There’s a better way to do a PET scan, by using radiotracer fluciclovine (fluorine-18; F-18) (Journal of Nuclear Medicine, March 2017)
According to researcher Ashesh B. Jani, MD, Winship Cancer Institute of Emory University, Atlanta, Georgia, fluciclovine can improve imaging in recurrent prostate cancer patients with no additional radiation side effects.
An improved PET scan helps patients and doctors see if their advanced stage targeted treatment is working.
For the study, 96 patients were enrolled in a clinical trial of radiotherapy for recurrent prostate cancer after prostatectomy. All patients underwent initial treatment planning based on results from conventional abdominopelvic imaging (CT or MRI). Forty-five of the patients then underwent treatment-planning modification (better defining the tumor-targeted area) after additionally undergoing abdominopelvic F-18-fluciclovine PET/CT. No increase in toxicity was observed with this process.

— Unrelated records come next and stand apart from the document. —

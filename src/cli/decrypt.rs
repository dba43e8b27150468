//! Decrypt command.
//!
//! Decrypts a base64 age payload with the private keys sent in the request.

use std::io::{Read, Write};

use tracing::debug;
use zeroize::Zeroizing;

use crate::core::cipher;
use crate::core::constants::ENCRYPTION_HEADER;
use crate::core::protocol::{self, EncryptionRequest, EncryptionResponse};
use crate::error::{CipherError, ProtocolError, Result};

/// Handle one decrypt exchange.
///
/// The request's `key` field is base64 of comma-separated private keys; the
/// environment is never consulted.
pub fn run<R: Read, W: Write>(input: &mut R, output: &mut W) -> Result<()> {
    protocol::write_header(output, ENCRYPTION_HEADER)?;

    let request: EncryptionRequest = protocol::read_request(input)?;
    let key = request
        .key
        .as_deref()
        .filter(|k| !k.trim().is_empty())
        .ok_or(ProtocolError::MissingField("key"))?;

    let keys = Zeroizing::new(protocol::decode_text("key", key)?);
    let identities = keys
        .split(',')
        .map(str::trim)
        .filter(|k| !k.is_empty())
        .map(cipher::parse_identity)
        .collect::<Result<Vec<_>>>()?;
    if identities.is_empty() {
        return Err(CipherError::NoIdentities.into());
    }
    debug!(identities = identities.len(), "decrypting payload");

    let ciphertext = protocol::decode("payload", &request.payload)?;
    let plaintext = cipher::decrypt(&ciphertext, &identities)?;

    let response = EncryptionResponse {
        payload: String::from_utf8_lossy(&plaintext).into_owned(),
    };
    debug!(len = response.payload.len(), "decrypt output");
    protocol::write_response(output, &response)
}
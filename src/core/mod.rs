//! Core library components.
//!
//! Credential resolution, the age cipher wrapper, and the protocol envelope.
//! Nothing here touches stdin/stdout directly.

pub mod cipher;
pub mod constants;
pub mod normalize;
pub mod protocol;
pub mod recipient;
pub mod resolver;
pub mod source;
pub mod types;
//! Credential sources.
//!
//! The resolver never touches `std::env` or the filesystem directly; it asks a
//! [`Source`]. The process-backed implementation is [`SystemSource`].

use std::fs;
use std::io;
use std::path::Path;

/// Where credential variables and files come from.
pub trait Source {
    /// Value of an environment variable, if set.
    fn var(&self, name: &str) -> Option<String>;

    /// Entire contents of a file, as UTF-8 text.
    fn read_file(&self, path: &Path) -> io::Result<String>;

    /// Value of `name` if it is set and not blank.
    ///
    /// The value is returned untrimmed.
    fn non_blank(&self, name: &str) -> Option<String> {
        self.var(name).filter(|value| !value.trim().is_empty())
    }
}

/// Reads the real process environment and filesystem.
#[derive(Debug, Default, Clone, Copy)]
pub struct SystemSource;

impl Source for SystemSource {
    fn var(&self, name: &str) -> Option<String> {
        std::env::var(name).ok()
    }

    fn read_file(&self, path: &Path) -> io::Result<String> {
        fs::read_to_string(path)
    }
}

The Emory researchers determined that the inclusion of F-18-fluciclovine PET information in the treatment planning process leads to significant differences in target volumes (the areas to receive radiotherapy). It did result in higher radiation dose delivered to the penile bulb, but no significant differences in bladder or rectal radiation dose or in acute genitourinary or gastrointestinal toxicity.
These are preliminary results in a three-year study, which hypothesizes that there will be an increase in disease-free survival for patients in the F-18-fluciclovine-modified treatment group over those in the standard treatment group.